Task prompt: Extract the first line through the line containing "Create a reference." from the listing below, exactly as written.

===============

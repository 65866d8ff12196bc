//! Guardrail targets: external consumers a guardrail can be attached to.
//!
//! The association itself lives with the target (for example a managed
//! agent). Neither the registry nor the selector keeps "currently applied"
//! state; they read it through [`GuardrailTarget::current_guardrail`].

use std::collections::HashMap;
use std::sync::atomic::{AtomicUsize, Ordering};

use async_trait::async_trait;
use serde::{Deserialize, Serialize};
use tokio::sync::RwLock;
use tracing::{debug, info, warn};

use crate::error::{Error, Result};

use super::selector::{self, DRAFT};

/// An (identity, version) pair as exchanged with the REST surface.
#[derive(Debug, Clone, PartialEq, Eq, Hash, Serialize, Deserialize)]
#[serde(rename_all = "camelCase")]
pub struct GuardrailRef {
    /// Identity id.
    #[serde(rename = "guardrailId")]
    pub id: String,
    /// `"DRAFT"` or a published version number.
    #[serde(rename = "guardrailVersion")]
    pub version: String,
}

impl GuardrailRef {
    /// Create a reference.
    #[must_use]
    pub fn new(id: impl Into<String>, version: impl Into<String>) -> Self {
        Self {
            id: id.into(),
            version: version.into(),
        }
    }

    /// Reference the draft version of an identity.
    #[must_use]
    pub fn draft(id: impl Into<String>) -> Self {
        Self::new(id, DRAFT)
    }

    /// The selection token for this pair.
    #[must_use]
    pub fn token(&self) -> String {
        selector::encode_token(&self.id, &self.version)
    }
}

/// Renders the selection token, so output can be pasted back as input.
impl std::fmt::Display for GuardrailRef {
    fn fmt(&self, f: &mut std::fmt::Formatter<'_>) -> std::fmt::Result {
        f.write_str(&self.token())
    }
}

/// The guardrail currently associated with a target.
#[derive(Debug, Clone, PartialEq, Eq)]
pub enum CurrentGuardrail {
    /// A guardrail is attached.
    Attached {
        /// Which guardrail and version.
        guardrail: GuardrailRef,
        /// Display name, when the service reported one.
        name: Option<String>,
        /// Description, when the service reported one.
        description: Option<String>,
    },
    /// No guardrail is attached.
    NotAttached,
}

impl CurrentGuardrail {
    /// The attached reference, if any.
    #[must_use]
    pub const fn guardrail(&self) -> Option<&GuardrailRef> {
        match self {
            Self::Attached { guardrail, .. } => Some(guardrail),
            Self::NotAttached => None,
        }
    }

    /// Returns `true` if exactly this reference is attached.
    #[must_use]
    pub fn is(&self, reference: &GuardrailRef) -> bool {
        self.guardrail() == Some(reference)
    }
}

/// What [`apply_to_target`] did.
#[derive(Debug, Clone, Copy, PartialEq, Eq)]
pub enum ApplyOutcome {
    /// The same reference was already attached; nothing was sent.
    Unchanged,
    /// The association was written.
    Attached,
    /// The association was removed.
    Detached,
}

/// An external consumer that guardrails can be attached to.
#[async_trait]
pub trait GuardrailTarget: Send + Sync {
    /// Read the guardrail currently attached to `target_id`.
    async fn current_guardrail(&self, target_id: &str) -> Result<CurrentGuardrail>;

    /// Attach `guardrail` to `target_id`, replacing any previous association.
    async fn attach_guardrail(&self, target_id: &str, guardrail: &GuardrailRef) -> Result<()>;

    /// Remove any guardrail from `target_id`.
    async fn detach_guardrail(&self, target_id: &str) -> Result<()>;
}

/// Associate `guardrail` with `target_id`.
///
/// Idempotent: when the target already reports exactly this reference the
/// call succeeds without writing. If the current association cannot be read
/// the write is attempted anyway, since the write itself replaces state.
///
/// # Errors
///
/// Returns [`Error::ApplyFailed`] if the target rejects the association.
pub async fn apply_to_target(
    target: &dyn GuardrailTarget,
    target_id: &str,
    guardrail: &GuardrailRef,
) -> Result<ApplyOutcome> {
    match target.current_guardrail(target_id).await {
        Ok(current) if current.is(guardrail) => {
            debug!(target_id, guardrail = %guardrail, "guardrail already applied");
            return Ok(ApplyOutcome::Unchanged);
        }
        Ok(_) => {}
        Err(e) => warn!(target_id, error = %e, "could not read current guardrail"),
    }

    target
        .attach_guardrail(target_id, guardrail)
        .await
        .map_err(|e| match e {
            Error::ApplyFailed { .. } => e,
            other => Error::apply_failed(target_id, other.to_string()),
        })?;
    info!(target_id, guardrail = %guardrail, "guardrail applied");
    Ok(ApplyOutcome::Attached)
}

/// Remove any guardrail from `target_id`.
///
/// Idempotent: a target that reports nothing attached is not written to.
///
/// # Errors
///
/// Returns [`Error::ApplyFailed`] if the target rejects the change.
pub async fn detach_from_target(
    target: &dyn GuardrailTarget,
    target_id: &str,
) -> Result<ApplyOutcome> {
    match target.current_guardrail(target_id).await {
        Ok(CurrentGuardrail::NotAttached) => {
            debug!(target_id, "no guardrail attached");
            return Ok(ApplyOutcome::Unchanged);
        }
        Ok(CurrentGuardrail::Attached { .. }) => {}
        Err(e) => warn!(target_id, error = %e, "could not read current guardrail"),
    }

    target
        .detach_guardrail(target_id)
        .await
        .map_err(|e| match e {
            Error::ApplyFailed { .. } => e,
            other => Error::apply_failed(target_id, other.to_string()),
        })?;
    info!(target_id, "guardrail detached");
    Ok(ApplyOutcome::Detached)
}

/// In-memory [`GuardrailTarget`].
///
/// Useful for local runs and tests; it counts writes so callers can observe
/// idempotence.
#[derive(Debug, Default)]
pub struct InMemoryTarget {
    bindings: RwLock<HashMap<String, GuardrailRef>>,
    writes: AtomicUsize,
    rejection: Option<String>,
}

impl InMemoryTarget {
    /// Create a target store with no associations.
    #[must_use]
    pub fn new() -> Self {
        Self::default()
    }

    /// A target store whose writes always fail with `reason`.
    #[must_use]
    pub fn rejecting(reason: impl Into<String>) -> Self {
        Self {
            rejection: Some(reason.into()),
            ..Self::default()
        }
    }

    /// Number of successful attach/detach writes.
    #[must_use]
    pub fn writes(&self) -> usize {
        self.writes.load(Ordering::Relaxed)
    }
}

#[async_trait]
impl GuardrailTarget for InMemoryTarget {
    async fn current_guardrail(&self, target_id: &str) -> Result<CurrentGuardrail> {
        Ok(self.bindings.read().await.get(target_id).map_or(
            CurrentGuardrail::NotAttached,
            |guardrail| CurrentGuardrail::Attached {
                guardrail: guardrail.clone(),
                name: None,
                description: None,
            },
        ))
    }

    async fn attach_guardrail(&self, target_id: &str, guardrail: &GuardrailRef) -> Result<()> {
        if let Some(reason) = &self.rejection {
            return Err(Error::apply_failed(target_id, reason.clone()));
        }
        self.bindings
            .write()
            .await
            .insert(target_id.to_owned(), guardrail.clone());
        self.writes.fetch_add(1, Ordering::Relaxed);
        Ok(())
    }

    async fn detach_guardrail(&self, target_id: &str) -> Result<()> {
        if let Some(reason) = &self.rejection {
            return Err(Error::apply_failed(target_id, reason.clone()));
        }
        self.bindings.write().await.remove(target_id);
        self.writes.fetch_add(1, Ordering::Relaxed);
        Ok(())
    }
}

#[cfg(test)]
mod tests {
    use super::*;

    #[tokio::test]
    async fn test_apply_twice_is_idempotent() {
        let target = InMemoryTarget::new();
        let reference = GuardrailRef::new("gr1", "3");

        let first = apply_to_target(&target, "agent-1", &reference).await.unwrap();
        let second = apply_to_target(&target, "agent-1", &reference).await.unwrap();

        assert_eq!(first, ApplyOutcome::Attached);
        assert_eq!(second, ApplyOutcome::Unchanged);
        assert_eq!(target.writes(), 1);
        assert!(
            target
                .current_guardrail("agent-1")
                .await
                .unwrap()
                .is(&reference)
        );
    }

    #[tokio::test]
    async fn test_apply_different_version_writes() {
        let target = InMemoryTarget::new();
        apply_to_target(&target, "agent-1", &GuardrailRef::draft("gr1"))
            .await
            .unwrap();
        let outcome = apply_to_target(&target, "agent-1", &GuardrailRef::new("gr1", "1"))
            .await
            .unwrap();
        assert_eq!(outcome, ApplyOutcome::Attached);
        assert_eq!(target.writes(), 2);
    }

    #[test]
    fn test_rejection_surfaces_apply_failed() {
        let target = InMemoryTarget::rejecting("agent is being prepared");
        let err = tokio_test::block_on(apply_to_target(
            &target,
            "agent-1",
            &GuardrailRef::draft("gr1"),
        ))
        .unwrap_err();
        assert!(matches!(err, Error::ApplyFailed { ref target, .. } if target == "agent-1"));
    }

    #[tokio::test]
    async fn test_detach_only_writes_when_attached() {
        let target = InMemoryTarget::new();
        let outcome = detach_from_target(&target, "agent-1").await.unwrap();
        assert_eq!(outcome, ApplyOutcome::Unchanged);
        assert_eq!(target.writes(), 0);

        apply_to_target(&target, "agent-1", &GuardrailRef::draft("gr1"))
            .await
            .unwrap();
        let outcome = detach_from_target(&target, "agent-1").await.unwrap();
        assert_eq!(outcome, ApplyOutcome::Detached);
        assert_eq!(target.writes(), 2);
        assert_eq!(
            target.current_guardrail("agent-1").await.unwrap(),
            CurrentGuardrail::NotAttached
        );
    }

    #[tokio::test]
    async fn test_detach_rejection_surfaces_apply_failed() {
        let target = InMemoryTarget::rejecting("agent is being prepared");
        target
            .bindings
            .write()
            .await
            .insert("agent-1".to_owned(), GuardrailRef::draft("gr1"));
        let err = detach_from_target(&target, "agent-1").await.unwrap_err();
        assert!(matches!(err, Error::ApplyFailed { ref target, .. } if target == "agent-1"));
    }

    #[test]
    fn test_ref_token() {
        assert_eq!(GuardrailRef::draft("gr1").token(), "gr1");
        assert_eq!(GuardrailRef::new("gr1", "2").token(), "gr1:2");
        assert_eq!(GuardrailRef::new("gr1", "2").to_string(), "gr1:2");
        assert_eq!(GuardrailRef::draft("gr1").to_string(), "gr1");
    }
}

===============

Output below:
repository 65866d8ff12196bc
//! Guardrail targets: external consumers a guardrail can be attached to.
//!
//! The association itself lives with the target (for example a managed
//! agent). Neither the registry nor the selector keeps "currently applied"
//! state; they read it through [`GuardrailTarget::current_guardrail`].

use std::collections::HashMap;
use std::sync::atomic::{AtomicUsize, Ordering};

use async_trait::async_trait;
use serde::{Deserialize, Serialize};
use tokio::sync::RwLock;
use tracing::{debug, info, warn};

use crate::error::{Error, Result};

use super::selector::{self, DRAFT};

/// An (identity, version) pair as exchanged with the REST surface.
#[derive(Debug, Clone, PartialEq, Eq, Hash, Serialize, Deserialize)]
#[serde(rename_all = "camelCase")]
pub struct GuardrailRef {
    /// Identity id.
    #[serde(rename = "guardrailId")]
    pub id: String,
    /// `"DRAFT"` or a published version number.
    #[serde(rename = "guardrailVersion")]
    pub version: String,
}

impl GuardrailRef {
    /// Create a reference.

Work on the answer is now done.